Aim of the exercise: Return all of the lines below exactly as they are.
Extracted material START
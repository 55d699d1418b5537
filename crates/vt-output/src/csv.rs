//! CSV trace backend.
//!
//! Creates two files in the output directory:
//! - `snapshots.csv`
//! - `summary.csv`

use std::fs::{self, File};
use std::path::Path;

use csv::Writer;

use crate::writer::TraceWriter;
use crate::{OutputResult, SnapshotRow, SummaryRow};

pub const SNAPSHOT_HEADER: [&str; 12] = [
    "seq",
    "kind",
    "lat",
    "lon",
    "bearing_deg",
    "speed_kmh",
    "speed_multiplier",
    "recorded_speed_kmh",
    "cumulative_distance_km",
    "segment_index",
    "elapsed_secs",
    "recorded_at",
];

pub const SUMMARY_HEADER: [&str; 3] = ["distance_km", "duration_secs", "duration"];

/// Writes a run trace to two CSV files.
pub struct CsvWriter {
    snapshots: Writer<File>,
    summary:   Writer<File>,
    finished:  bool,
}

impl CsvWriter {
    /// Create `dir` if needed, open both files, and write the header rows.
    pub fn new(dir: &Path) -> OutputResult<Self> {
        fs::create_dir_all(dir)?;

        let mut snapshots = Writer::from_path(dir.join("snapshots.csv"))?;
        snapshots.write_record(SNAPSHOT_HEADER)?;

        let mut summary = Writer::from_path(dir.join("summary.csv"))?;
        summary.write_record(SUMMARY_HEADER)?;

        Ok(Self { snapshots, summary, finished: false })
    }
}

impl TraceWriter for CsvWriter {
    fn write_snapshot(&mut self, row: &SnapshotRow) -> OutputResult<()> {
        self.finished = false;
        self.snapshots.write_record(&[
            row.seq.to_string(),
            row.kind.to_string(),
            format!("{:.6}", row.lat),
            format!("{:.6}", row.lon),
            format!("{:.1}", row.bearing_deg),
            format!("{:.1}", row.speed_kmh),
            row.speed_multiplier.to_string(),
            row.recorded_speed_kmh.map(|v| format!("{v:.1}")).unwrap_or_default(),
            format!("{:.3}", row.cumulative_distance_km),
            row.segment_index.to_string(),
            format!("{:.3}", row.elapsed_secs),
            row.recorded_at.map(|t| t.to_rfc3339()).unwrap_or_default(),
        ])?;
        Ok(())
    }

    fn write_summary(&mut self, row: &SummaryRow) -> OutputResult<()> {
        self.finished = false;
        self.summary.write_record(&[
            format!("{:.3}", row.distance_km),
            format!("{:.3}", row.duration_secs),
            row.duration_label.clone(),
        ])?;
        Ok(())
    }

    fn finish(&mut self) -> OutputResult<()> {
        if self.finished {
            return Ok(());
        }
        self.finished = true;
        self.snapshots.flush()?;
        self.summary.flush()?;
        Ok(())
    }
}
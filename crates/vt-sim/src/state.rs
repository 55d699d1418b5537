//! The engine's mutable traversal record.

use vt_core::GeoPoint;
use vt_route::Route;

/// Where the vehicle is and how it is moving.
///
/// Written only by [`TraversalEngine`][crate::TraversalEngine].  While not
/// finished, `segment_index <= route.segment_count() - 1` and
/// `distance_into_segment_m` is below that segment's length (except at the
/// start of a zero-length first segment, where both are `0.0`).
#[derive(Debug, Clone, PartialEq)]
pub struct TraversalState {
    /// Segment the cursor is on (joins waypoints `i` and `i + 1`).
    pub segment_index: usize,

    /// Metres travelled along the current segment.
    pub distance_into_segment_m: f64,

    /// Metres travelled since the last reset.  Non-decreasing while running
    /// and never above the route's total length.
    pub cumulative_distance_m: f64,

    /// Scales the engine's base speed.  Always finite and `>= 0`.
    pub speed_multiplier: f64,

    /// `true` only while ticks move the cursor.
    pub running: bool,

    /// `true` once the last waypoint has been reached.  Cleared by reset.
    pub finished: bool,

    /// Running time accumulated since the last reset, in seconds.
    pub elapsed_secs: f64,

    /// Interpolated position.
    pub position: GeoPoint,

    /// Heading in degrees, `[0, 360)`.
    pub bearing_deg: f64,
}

impl TraversalState {
    /// Paused at the first waypoint, facing along the first segment.
    ///
    /// A zero-length first segment gives a bearing of `0.0` (see
    /// [`GeoPoint::bearing_deg`]).
    pub fn at_start(route: &Route, speed_multiplier: f64) -> Self {
        let start = route.start();
        let bearing_deg = route
            .point(1)
            .map(|next| start.bearing_deg(next))
            .unwrap_or(0.0);

        Self {
            segment_index:           0,
            distance_into_segment_m: 0.0,
            cumulative_distance_m:   0.0,
            speed_multiplier,
            running:                 false,
            finished:                false,
            elapsed_secs:            0.0,
            position:                start,
            bearing_deg,
        }
    }
}
//! Error types for vt-output.

use thiserror::Error;

/// Errors that can occur when writing a run trace.
#[derive(Debug, Error)]
pub enum OutputError {
    #[error("I/O error: {0}")]
    Io(#[from] std::io::Error),

    #[error("CSV write error: {0}")]
    Csv(#[from] csv::Error),
}

/// Alias for `Result<T, OutputError>`.
pub type OutputResult<T> = Result<T, OutputError>;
Extracted material END
Written answer:
repository 55d699d1418b5537
filename crates/vt-output/src/csv.rs
//! CSV trace backend.
//!
//! Creates two files in the output directory:
//! - `snapshots.csv`
//! - `summary.csv`

use std::fs::{self, File};
use std::path::Path;

use csv::Writer;

use crate::writer::TraceWriter;
use crate::{OutputResult, SnapshotRow, SummaryRow};

pub const SNAPSHOT_HEADER: [&str; 12] = [
    "seq",
    "kind",
    "lat",
    "lon",
    "bearing_deg",
    "speed_kmh",
    "speed_multiplier",
    "recorded_speed_kmh",
    "cumulative_distance_km",
    "segment_index",
    "elapsed_secs",
    "recorded_at",
];

pub const SUMMARY_HEADER: [&str; 3] = ["distance_km", "duration_secs", "duration"];

/// Writes a run trace to two CSV files.
pub struct CsvWriter {
    snapshots: Writer<File>,
    summary:   Writer<File>,
    finished:  bool,
}

impl CsvWriter {
    /// Create `dir` if needed, open both files, and write the header rows.
    pub fn new(dir: &Path) -> OutputResult<Self> {
        fs::create_dir_all(dir)?;

        let mut snapshots = Writer::from_path(dir.join("snapshots.csv"))?;
        snapshots.write_record(SNAPSHOT_HEADER)?;

        let mut summary = Writer::from_path(dir.join("summary.csv"))?;
        summary.write_record(SUMMARY_HEADER)?;

        Ok(Self { snapshots, summary, finished: false })
    }
}

impl TraceWriter for CsvWriter {
    fn write_snapshot(&mut self, row: &SnapshotRow) -> OutputResult<()> {
        self.finished = false;
        self.snapshots.write_record(&[
            row.seq.to_string(),
            row.kind.to_string(),
            format!("{:.6}", row.lat),
            format!("{:.6}", row.lon),
            format!("{:.1}", row.bearing_deg),
            format!("{:.1}", row.speed_kmh),
            row.speed_multiplier.to_string(),
            row.recorded_speed_kmh.map(|v| format!("{v:.1}")).unwrap_or_default(),
            format!("{:.3}", row.cumulative_distance_km),
            row.segment_index.to_string(),
            format!("{:.3}", row.elapsed_secs),
            row.recorded_at.map(|t| t.to_rfc3339()).unwrap_or_default(),
        ])?;
        Ok(())
    }

    fn write_summary(&mut self, row: &SummaryRow) -> OutputResult<()> {
        self.finished = false;
        self.summary.write_record(&[
            format!("{:.3}", row.distance_km),
            format!("{:.3}", row.duration_secs),
            row.duration_label.clone(),
        ])?;
        Ok(())
    }

    fn finish(&mut self) -> OutputResult<()> {
        if self.finished {
            return Ok(());
        }
        self.finished = true;
        self.snapshots.flush()?;
        self.summary.flush()?;
        Ok(())
    }
}
filename crates/vt-sim/src/state.rs
repository 55d699d1418b5537
//! The engine's mutable traversal record.

use vt_core::GeoPoint;
use vt_route::Route;

/// Where the vehicle is and how it is moving.
///
/// Written only by [`TraversalEngine`][crate::TraversalEngine].  While not
/// finished, `segment_index <= route.segment_count() - 1` and
/// `distance_into_segment_m` is below that segment's length (except at the
/// start of a zero-length first segment, where both are `0.0`).
#[derive(Debug, Clone, PartialEq)]
pub struct TraversalState {
    /// Segment the cursor is on (joins waypoints `i` and `i + 1`).
    pub segment_index: usize,

    /// Metres travelled along the current segment.
    pub distance_into_segment_m: f64,

    /// Metres travelled since the last reset.  Non-decreasing while running
    /// and never above the route's total length.
    pub cumulative_distance_m: f64,

    /// Scales the engine's base speed.  Always finite and `>= 0`.
    pub speed_multiplier: f64,

    /// `true` only while ticks move the cursor.
    pub running: bool,

    /// `true` once the last waypoint has been reached.  Cleared by reset.
    pub finished: bool,

    /// Running time accumulated since the last reset, in seconds.
    pub elapsed_secs: f64,

    /// Interpolated position.
    pub position: GeoPoint,

    /// Heading in degrees, `[0, 360)`.
    pub bearing_deg: f64,
}

impl TraversalState {
    /// Paused at the first waypoint, facing along the first segment.
    ///
    /// A zero-length first segment gives a bearing of `0.0` (see
    /// [`GeoPoint::bearing_deg`]).
    pub fn at_start(route: &Route, speed_multiplier: f64) -> Self {
        let start = route.start();
        let bearing_deg = route
            .point(1)
            .map(|next| start.bearing_deg(next))
            .unwrap_or(0.0);

        Self {
            segment_index:           0,
            distance_into_segment_m: 0.0,
            cumulative_distance_m:   0.0,
            speed_multiplier,
            running:                 false,
            finished:                false,
            elapsed_secs:            0.0,
            position:                start,
            bearing_deg,
        }
    }
}
//! Error types for vt-output.

use thiserror::Error;

/// Errors that can occur when writing a run trace.
#[derive(Debug, Error)]
pub enum OutputError {
    #[error("I/O error: {0}")]
    Io(#[from] std::io::Error),

    #[error("CSV write error: {0}")]
    Csv(#[from] csv::Error),
}

/// Alias for `Result<T, OutputError>`.
pub type OutputResult<T> = Result<T, OutputError>;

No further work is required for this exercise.